're going to be as objective as possible because the issue is very serious.
data are these.
In September 2007,
As a result of the conflicts generated in both the LJ and in various forums,
In December, after a month disappeared under questionable circumstances, he reappeared under the name of
In February 2008, and after investigating several members of the fandom,
The facts show that a few days ago,
not going to explain how we discovered this new trick, but we have strong evidence to confirm this.
So, given the circumstances, the undersigned, we send a formal complaint to www.livejournal.com because
is the responsibility of each person to decide who is in FL but it is certainly not reject this behavior does nothing but encourage him and give wings to
who now want to return to turn the other cheek and continue showing their sympathy is free to do but our duty to report that back to laugh at people who asked for forgiveness as only a few months ago.
Signed
Adamawa aizba, alucinada2, arandelfin, arima_1987, begok, bekie80, briantop, bri_sun, carolruga, crisharold, edo2008, esti75, evamavis, f_baeza, fatiss, watermark, flequillitos, gale_en_vena, galemp, iru_naiz, khrysthynnekega, laida66, leire_pj, ligiaelena, lisaht, livia_bj, luheral, luna25, m_tesaga, marikamp, miaka_zuster, mister3004, nair04, niefis, ninetic, pamelakinney, perversa_innai, pinguigeli, rose-decatur, ruperta_77, silv_ana, soy_dobra, susgus, tekila_qaf, toky_89, trigidia84, xiaochop, yessibolson, zoe_kkinney, Sabel
who support us to copy this statement on his LJ and leave your signature behind ours.

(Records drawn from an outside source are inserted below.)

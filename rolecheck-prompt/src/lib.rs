mod chat;
mod role_check;
mod template;

pub use chat::SystemPromptTemplate;
pub use role_check::{status_field, Prompt, RoleCheckPrompt, ROLE_STATUSES};
pub use template::PromptTemplate;
use serde_json::json;
use rolecheck_agent::{
    FailureKind, RecordBuilder, RecordStatus, SchemaContract, ValidatedFields, ValidationError,
    ERROR_LABEL,
};
use rolecheck_core::{Document, TokenUsage};

fn fields(value: serde_json::Value) -> ValidatedFields {
    value.as_object().cloned().unwrap()
}

fn builder() -> RecordBuilder {
    RecordBuilder::new(&SchemaContract::new(["label", "confidence"], "label"))
}

#[test]
fn success_copies_label_fields_and_usage() {
    let doc = Document::new("a.txt", "Anna runs the bakery ovens.");
    let usage = TokenUsage::new(90, 10, 100);
    let payload = fields(json!({"label": "baker", "confidence": 0.9}));

    let record = builder().build(&doc, Ok(payload.clone()), usage);

    assert_eq!(record.document_id, "a.txt");
    assert_eq!(record.status, RecordStatus::Ok);
    assert!(record.is_classified());
    assert_eq!(record.label, "baker");
    assert_eq!(record.fields, payload);
    assert_eq!(record.usage, usage);
    assert!(record.failure.is_none());
}

#[test]
fn non_string_label_is_rendered_as_json() {
    let doc = Document::new("b.txt", "text");
    let record = builder().build(
        &doc,
        Ok(fields(json!({"label": true, "confidence": 1}))),
        TokenUsage::default(),
    );
    assert_eq!(record.label, "true");
}

#[test]
fn failure_uses_sentinel_and_keeps_diagnostic() {
    let doc = Document::new("c.txt", "text");
    let usage = TokenUsage::new(50, 20, 70);
    let error = ValidationError::SchemaViolation {
        missing_fields: vec!["confidence".to_string()],
    };

    let record = builder().build(&doc, Err(error), usage);

    assert_eq!(record.status, RecordStatus::Error);
    assert!(!record.is_classified());
    assert_eq!(record.label, ERROR_LABEL);
    assert!(record.fields.is_empty());
    assert_eq!(record.usage, usage);
    let failure = record.failure.expect("diagnostic");
    assert_eq!(failure.kind, FailureKind::SchemaViolation);
    assert_eq!(failure.missing_fields, vec!["confidence"]);
}

#[test]
fn record_serializes_status_and_omits_empty_diagnostic() {
    let doc = Document::new("d.txt", "text");
    let record = builder().build(
        &doc,
        Ok(fields(json!({"label": "baker", "confidence": 0.8}))),
        TokenUsage::new(1, 2, 3),
    );

    let value = serde_json::to_value(&record).unwrap();
    assert_eq!(value["status"], "OK");
    assert!(value.get("failure").is_none());
    assert_eq!(value["usage"]["total_tokens"], 3);
}

#[test]
fn sentinel_label_from_the_model_becomes_an_error_record() {
    let builder = RecordBuilder::new(&SchemaContract::role_check("baker"));
    let payload = fields(json!({
        "name": "",
        "stated_occupation": "",
        "baker_status": "ERROR",
        "evidence": [],
        "reason": "x"
    }));

    let record = builder.build(
        &Document::new("e.txt", "text"),
        Ok(payload),
        TokenUsage::new(5, 5, 10),
    );

    assert_eq!(record.status, RecordStatus::Error);
    assert!(!record.is_classified());
    assert_eq!(record.label, ERROR_LABEL);
    assert!(record.fields.is_empty());
    assert_eq!(record.usage.total_tokens, 10);
    let failure = record.failure.expect("diagnostic");
    assert_eq!(failure.kind, FailureKind::SchemaViolation);
    assert!(failure.reason.contains("'ERROR'"), "{}", failure.reason);
    assert!(failure.missing_fields.is_empty());
}

#[test]
fn sentinel_label_is_rejected_even_without_a_vocabulary() {
    let record = builder().build(
        &Document::new("f.txt", "text"),
        Ok(fields(json!({"label": "ERROR", "confidence": 0.5}))),
        TokenUsage::default(),
    );
    assert_eq!(record.status, RecordStatus::Error);
    assert_eq!(record.failure.unwrap().kind, FailureKind::SchemaViolation);
}

#[test]
fn label_outside_the_role_vocabulary_is_an_error() {
    let builder = RecordBuilder::new(&SchemaContract::role_check("baker"));
    let payload = fields(json!({
        "name": "Ada",
        "stated_occupation": "baker",
        "baker_status": "PROBABLY",
        "evidence": ["bakes"],
        "reason": "unsure"
    }));

    let record = builder.build(&Document::new("g.txt", "text"), Ok(payload), TokenUsage::default());

    assert_eq!(record.status, RecordStatus::Error);
    let failure = record.failure.expect("diagnostic");
    assert!(failure.reason.contains("baker_status"), "{}", failure.reason);
    assert!(failure.reason.contains("PROBABLY"), "{}", failure.reason);
}

#[test]
fn every_role_status_is_accepted() {
    let builder = RecordBuilder::new(&SchemaContract::role_check("baker"));
    for status in ["SUPPORTED", "NOT_FOUND", "CONFLICT"] {
        let payload = fields(json!({
            "name": "Ada",
            "stated_occupation": "",
            "baker_status": status,
            "evidence": [],
            "reason": "r"
        }));
        let record =
            builder.build(&Document::new("h.txt", "text"), Ok(payload), TokenUsage::default());
        assert_eq!(record.status, RecordStatus::Ok);
        assert_eq!(record.label, status);
    }
}
mod document;
mod error;
mod llm;
mod output_parsers;
mod retry;
mod value;

pub use document::Document;
pub use error::RolecheckError;
pub use llm::{ChatModel, LlmRequest, LlmResponse, Message, ResponseFormat, Role, TokenUsage};
pub use output_parsers::{extract_json_object, strip_code_fence};
pub use retry::{ChatModelExt, RetryOutcome, RetryPolicy, Retrying};
pub use value::Value;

............................
what I think I think about is unclear. Otherwise I would not have joined in this complaint and expressed my support for those affected. Things
and cases like this and others, such as plagiarism we met recently and that affected me more than I wanted because he admired the "working assumption" that person and believed in the words of love , or that I was doing, cause it to wobble my faith in others.
Staggers but resists because I can not let the actions of other govern my life.
And I know the previous and unconditional trust in others is not something I chose, but that runs through my veins since birth.
If I surrender to shocks and disappointments then hopefully I'll fall dead on the floor.
So no choice.
Thank God, somehow, I also have some strange kind of immune system, because those who manage to disappoint disappear in a few gave as my memory and become invisible to my eyes.
With all that, I can not help thinking that I'm fortunate.
I can only say that this is not an entry that I would liked to write, but I'm sticking to my convictions, loyal to my friends and highly intolerant of hypocrisy, lies and the damage done free.
.......................
Now:
tusserianos club are in my FL, I already know I've been very, very missing. I've missed much at fault, Jolinar.
forward to a little more time from now and find the jar a little better too, haha, and that the next post I explicoteo a bit.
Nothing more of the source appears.